In un comunicato relativo ai fatti di questi giorni, l’IHEI richiama alla necessità di “riflettere per preparare l’avvenire” ricordando che i musulmani di Francia “vivono la loro fede in tutta serenità e nel rispetto delle leggi” e che “essere onesti cittadini francesi è il risultato della loro identità spirituale e non di un adattamento passivo al secolarismo”. Fraternità e solidarietà sono richiamate dal modello profetico: “Servitù spirituale, saggezza della fede, coscienza del sacro e senso di responsabilità davanti a Dio e a tutte le creature: questi sono i tratti essenziali del modello profetico al quale i musulmani sinceri devono conformarsi”.
Su questa linea vi è accordo anche da parte cristiana. Come sostiene in un comunicato di cordoglio per le vittime del terrorismo, non solo in Europa, ma in tutto il mondo, il Presidente del Centro Astalli, P. Camillo Ripamonti: “Dopo i recenti tragici episodi accaduti in Francia, Nigeria e Camerun si aggiungono morti ai morti. Il mondo sembra essere attraversato da un’onda di terrore che spaventa e disorienta. Oggi, più di ieri, siamo chiamati a essere protagonisti di un cambiamento in favore della pace, unica via per curare le ferite di un mondo duramente colpito dalla pandemia. […] Ribadiamo il fermo convincimento che nasce dal quotidiano dialogo della vita con i rifugiati che incontriamo e accogliamo: le religioni sono sempre vie di pace e di vita per tutti. Usarle per spiegare violenze e crimini è profondamente sbagliato oltre che dannoso e non onora le vittime incolpevoli dell’orrore che ogni religione condanna fermamente”.

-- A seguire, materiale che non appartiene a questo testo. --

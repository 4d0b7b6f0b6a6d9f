//! Console styling for CLI output.

/// ANSI styling helpers. Styled text goes around, never inside, the
/// report body — the report itself stays plain text.
pub mod styles {
    const RESET: &str = "\x1b[0m";

    /// Bold cyan section header.
    pub fn header(text: &str) -> String {
        format!("\x1b[1;36m{text}{RESET}")
    }

    /// Bold red error line.
    pub fn error(text: &str) -> String {
        format!("\x1b[1;31m{text}{RESET}")
    }

    /// Bold green completion line.
    pub fn success(text: &str) -> String {
        format!("\x1b[1;32m{text}{RESET}")
    }

    /// Dim informational line.
    pub fn info(text: &str) -> String {
        format!("\x1b[2m{text}{RESET}")
    }
}
//! Per-trial progress announcements.

/// Announces trial progress on stdout, one line per trial.
#[derive(Debug, Clone, Copy)]
pub struct Progress {
    total: usize,
}

impl Progress {
    pub fn new(total: usize) -> Self {
        Self { total }
    }

    /// Announce the trial about to run. `trial` is zero-based; the line
    /// numbers trials from one.
    pub fn announce(&self, trial: usize, variant: &str) {
        println!("{}", self.line(trial, variant));
    }

    fn line(&self, trial: usize, variant: &str) -> String {
        format!(
            "Currently executing test {} of {} for {} object",
            trial + 1,
            self.total,
            variant
        )
    }
}

#[cfg(test)]
mod tests {
    use super::*;

    #[test]
    fn test_line_is_one_based() {
        let progress = Progress::new(8000);
        assert_eq!(
            progress.line(0, "HashMap"),
            "Currently executing test 1 of 8000 for HashMap object"
        );
    }

    #[test]
    fn test_line_names_the_variant() {
        let progress = Progress::new(3);
        assert_eq!(
            progress.line(2, "BTreeMap"),
            "Currently executing test 3 of 3 for BTreeMap object"
        );
    }
}
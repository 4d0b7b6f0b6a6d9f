//! Trial execution: variant selection, the timed workload, and
//! per-variant accumulation.

use std::hint::black_box;
use std::time::Instant;

use rand::rngs::SmallRng;
use rand::{Rng, SeedableRng};

use cotejar_common::Progress;

use crate::aggregate::TrialResult;
use crate::container::{Container, ContainerKind};
use crate::heap;

/// Trials in a full run.
pub const TRIALS: usize = 8_000;
/// Keys inserted per trial.
pub const KEYS_PER_TRIAL: usize = 50_000;
/// Key-prefix alphabet. The random draw range is the array length, so the
/// two cannot drift apart.
pub const LETTERS: [char; 10] = ['A', 'B', 'C', 'D', 'E', 'F', 'G', 'H', 'I', 'J'];
/// Letter forced into one key per trial so a lookup target exists.
pub const SENTINEL: char = 'C';
/// Starting value of the search counter; it advances before each trial,
/// so the first trial observes 28.
const INITIAL_SEARCH_INDEX: usize = 27;

/// Run parameters.
///
/// The binary always runs `default()`; the narrower constructor and the
/// builder methods exist for tests, not for user-facing configuration.
#[derive(Debug, Clone)]
pub struct BenchConfig {
    pub trials: usize,
    pub keys_per_trial: usize,
    pub seed: Option<u64>,
    pub quiet: bool,
}

impl Default for BenchConfig {
    fn default() -> Self {
        Self { trials: TRIALS, keys_per_trial: KEYS_PER_TRIAL, seed: None, quiet: false }
    }
}

impl BenchConfig {
    pub fn new(trials: usize, keys_per_trial: usize) -> Self {
        Self { trials, keys_per_trial, seed: None, quiet: false }
    }

    /// Fix the RNG seed; two runs with the same seed draw the same
    /// variant and letter sequences.
    pub fn with_seed(mut self, seed: u64) -> Self {
        self.seed = Some(seed);
        self
    }

    /// Suppress per-trial progress lines.
    pub fn with_quiet(mut self) -> Self {
        self.quiet = true;
        self
    }
}

/// Everything a finished run produced.
#[derive(Debug)]
pub struct RunOutcome {
    /// Per-variant accumulators, indexed in `ContainerKind::ALL` order.
    /// Append-only while the run is in flight.
    pub accumulators: [Vec<TrialResult>; 4],
    /// Variant drawn for each trial, in execution order.
    pub selections: Vec<ContainerKind>,
}

impl RunOutcome {
    pub fn results_for(&self, kind: ContainerKind) -> &[TrialResult] {
        &self.accumulators[kind.index()]
    }

    pub fn total_trials(&self) -> usize {
        self.selections.len()
    }
}

/// Executes trials and accumulates per-variant results.
///
/// The search counter lives here as ordinary sequential state — one
/// logical thread of control, mutated once per trial.
pub struct Harness {
    config: BenchConfig,
    search_index: usize,
}

impl Harness {
    pub fn new(config: BenchConfig) -> Self {
        Self { config, search_index: INITIAL_SEARCH_INDEX }
    }

    /// Runs every trial to completion and returns the accumulators.
    pub fn run(&mut self) -> RunOutcome {
        let mut rng = match self.config.seed {
            Some(seed) => SmallRng::seed_from_u64(seed),
            None => SmallRng::from_entropy(),
        };
        let progress = Progress::new(self.config.trials);
        let mut outcome = RunOutcome {
            accumulators: [Vec::new(), Vec::new(), Vec::new(), Vec::new()],
            selections: Vec::with_capacity(self.config.trials),
        };

        for trial in 0..self.config.trials {
            self.search_index += 1;
            let kind = ContainerKind::from_draw(rng.gen_range(0..ContainerKind::ALL.len()));
            if !self.config.quiet {
                progress.announce(trial, kind.name());
            }

            let (result, container) = self.run_trial(kind, &mut rng);
            drop(container);
            outcome.accumulators[kind.index()].push(result);
            outcome.selections.push(kind);
        }

        outcome
    }

    /// One complete insert/lookup/traverse workload against a fresh
    /// container. The populated container is handed back so callers can
    /// inspect it; the run loop drops it immediately.
    fn run_trial(&self, kind: ContainerKind, rng: &mut SmallRng) -> (TrialResult, Container) {
        let mut container = Container::empty(kind);

        let mem_before = heap::live_bytes();
        let mut insert_ticks: u64 = 0;
        for i in 0..self.config.keys_per_trial {
            let letter = if i == self.search_index { SENTINEL } else { random_letter(rng) };
            let key = format!("{letter}_key{i}");
            let value = format!("value{i}");

            let clock = Instant::now();
            container.insert(key, value);
            insert_ticks += ticks(clock);
        }
        let mem_bytes = heap::live_bytes().saturating_sub(mem_before) as u64;

        // The counter has not moved since the sentinel was planted, but
        // once it exceeds the key count the planted index is never
        // reached and this lookup misses. That is the reference
        // behavior, kept as-is.
        let needle = format!("{SENTINEL}_key{}", self.search_index);
        let clock = Instant::now();
        black_box(container.get(&needle));
        let search_ticks = ticks(clock);

        let clock = Instant::now();
        black_box(container.traverse());
        let iter_ticks = ticks(clock);

        (TrialResult { mem_bytes, insert_ticks, search_ticks, iter_ticks }, container)
    }
}

fn ticks(clock: Instant) -> u64 {
    clock.elapsed().as_nanos() as u64
}

/// Uniform draw over `LETTERS`.
fn random_letter(rng: &mut SmallRng) -> char {
    LETTERS[rng.gen_range(0..LETTERS.len())]
}
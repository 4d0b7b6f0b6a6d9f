//! Live-heap accounting for the memory-footprint metric.

use std::alloc::{GlobalAlloc, Layout, System};
use std::sync::atomic::{AtomicUsize, Ordering};

/// Counts live heap bytes by wrapping the system allocator.
///
/// The counter is decremented in `dealloc`, so a sample taken after a
/// drop already excludes the freed bytes — there is no deferred
/// reclamation to force before sampling.
pub struct TrackingAllocator;

static LIVE: AtomicUsize = AtomicUsize::new(0);

#[global_allocator]
static ALLOC: TrackingAllocator = TrackingAllocator;

unsafe impl GlobalAlloc for TrackingAllocator {
    unsafe fn alloc(&self, layout: Layout) -> *mut u8 {
        let ptr = unsafe { System.alloc(layout) };
        if !ptr.is_null() {
            LIVE.fetch_add(layout.size(), Ordering::Relaxed);
        }
        ptr
    }

    unsafe fn dealloc(&self, ptr: *mut u8, layout: Layout) {
        LIVE.fetch_sub(layout.size(), Ordering::Relaxed);
        unsafe { System.dealloc(ptr, layout) };
    }
}

/// Current live heap bytes.
pub fn live_bytes() -> usize {
    LIVE.load(Ordering::Relaxed)
}
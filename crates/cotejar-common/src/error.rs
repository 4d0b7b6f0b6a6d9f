//! Error types with actionable diagnostics.
//!
//! The harness has a single failure domain: any fault ends the run, so
//! every variant carries enough context for the final error line to be
//! actionable on its own.

use thiserror::Error;

/// Result type alias for cotejar operations.
pub type Result<T> = std::result::Result<T, CotejarError>;

/// Errors that can occur while aggregating or reporting a run.
#[derive(Error, Debug)]
pub enum CotejarError {
    /// A variant was never selected, so its average is undefined.
    #[error("No trials recorded for {variant}\n  → Variant selection is random; rerun, or raise the trial count until every variant is sampled")]
    EmptyAccumulator { variant: String },

    /// A metric averaged to zero and cannot anchor a ratio.
    #[error("Arithmetic fault while {context}\n  → An averaged metric was zero; timings below tick resolution cannot be ranked")]
    Arithmetic { context: String },

    /// Generic error for unexpected conditions.
    #[error("Internal error: {message}")]
    Internal { message: String },
}

impl CotejarError {
    /// Get the error code for the final error line.
    pub fn code(&self) -> &'static str {
        match self {
            Self::EmptyAccumulator { .. } => "E001",
            Self::Arithmetic { .. } => "E002",
            Self::Internal { .. } => "E999",
        }
    }
}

Se il potere politico avesse un riconoscimento nei confronti dell'autorità spirituale e accettasse un dialogo senza presunzioni, si uscirebbe dalla tentazione di costruire e vivere un mondo ideale o di trovare soluzioni definitive per ogni problema. Senza il bisogno di rispolverare continuamente Hegel, Ibn Khaldun, Averroè e Aristotele, ci si avvierebbe, con uno sforzo intellettuale, alla risoluzione del problema del fanatismo e della convivenza tra cittadini di fedi differenti, senza sapere se si riuscirà a raggiungere lo scopo prefissato, ma quantomeno con l’intenzione di percorrere operativamente una strada aperta a una possibilità di conoscenza e di testimonianza.